Work required: Count, in the data that follows, every line with the string "apply", and give that count as the whole reply.

Input:
▬▬▬

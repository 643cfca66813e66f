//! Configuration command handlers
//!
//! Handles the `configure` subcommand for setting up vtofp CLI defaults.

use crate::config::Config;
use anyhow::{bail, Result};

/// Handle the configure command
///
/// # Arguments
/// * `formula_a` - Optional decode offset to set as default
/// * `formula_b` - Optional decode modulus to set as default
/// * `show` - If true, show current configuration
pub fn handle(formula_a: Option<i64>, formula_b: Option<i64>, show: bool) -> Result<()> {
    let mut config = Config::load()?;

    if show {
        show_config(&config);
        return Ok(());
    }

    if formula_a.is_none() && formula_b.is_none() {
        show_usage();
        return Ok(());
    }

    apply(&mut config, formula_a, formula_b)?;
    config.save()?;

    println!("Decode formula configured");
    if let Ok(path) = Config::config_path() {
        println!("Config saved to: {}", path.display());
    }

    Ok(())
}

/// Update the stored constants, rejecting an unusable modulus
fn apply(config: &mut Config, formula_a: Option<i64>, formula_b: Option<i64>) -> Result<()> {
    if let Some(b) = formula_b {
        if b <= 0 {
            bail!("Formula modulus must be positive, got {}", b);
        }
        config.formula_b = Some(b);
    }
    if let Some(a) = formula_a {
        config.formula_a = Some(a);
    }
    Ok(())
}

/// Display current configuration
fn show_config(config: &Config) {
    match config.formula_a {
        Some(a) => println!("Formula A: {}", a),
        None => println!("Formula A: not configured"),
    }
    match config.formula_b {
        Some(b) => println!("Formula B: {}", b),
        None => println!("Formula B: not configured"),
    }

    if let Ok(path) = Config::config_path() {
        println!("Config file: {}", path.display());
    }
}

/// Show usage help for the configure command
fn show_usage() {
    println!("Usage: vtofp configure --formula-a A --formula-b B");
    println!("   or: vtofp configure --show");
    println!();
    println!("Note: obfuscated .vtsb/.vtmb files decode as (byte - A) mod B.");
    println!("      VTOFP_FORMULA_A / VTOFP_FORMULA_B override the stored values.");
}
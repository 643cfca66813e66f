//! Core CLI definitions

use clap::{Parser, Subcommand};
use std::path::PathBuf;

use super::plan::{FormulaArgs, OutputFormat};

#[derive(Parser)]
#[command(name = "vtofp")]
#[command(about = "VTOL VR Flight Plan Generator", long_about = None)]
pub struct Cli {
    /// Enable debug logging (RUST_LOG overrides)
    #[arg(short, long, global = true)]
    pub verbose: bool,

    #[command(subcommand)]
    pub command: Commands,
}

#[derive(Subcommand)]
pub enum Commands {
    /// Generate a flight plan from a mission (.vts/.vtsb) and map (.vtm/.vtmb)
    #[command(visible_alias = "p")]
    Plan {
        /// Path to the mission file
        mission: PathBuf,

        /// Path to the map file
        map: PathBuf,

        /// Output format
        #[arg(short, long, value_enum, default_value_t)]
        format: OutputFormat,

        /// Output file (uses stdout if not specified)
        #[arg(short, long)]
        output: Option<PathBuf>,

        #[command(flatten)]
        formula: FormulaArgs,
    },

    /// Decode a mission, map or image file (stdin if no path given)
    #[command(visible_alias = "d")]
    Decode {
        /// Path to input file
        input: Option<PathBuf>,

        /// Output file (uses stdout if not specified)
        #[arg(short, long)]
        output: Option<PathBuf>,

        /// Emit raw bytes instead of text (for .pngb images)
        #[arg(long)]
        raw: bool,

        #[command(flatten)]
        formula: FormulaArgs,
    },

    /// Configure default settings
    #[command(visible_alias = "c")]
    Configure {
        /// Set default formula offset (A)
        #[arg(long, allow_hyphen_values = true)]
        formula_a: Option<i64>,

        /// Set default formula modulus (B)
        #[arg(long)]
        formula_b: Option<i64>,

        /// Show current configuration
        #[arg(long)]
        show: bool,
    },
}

▬▬▬

The completed task: 2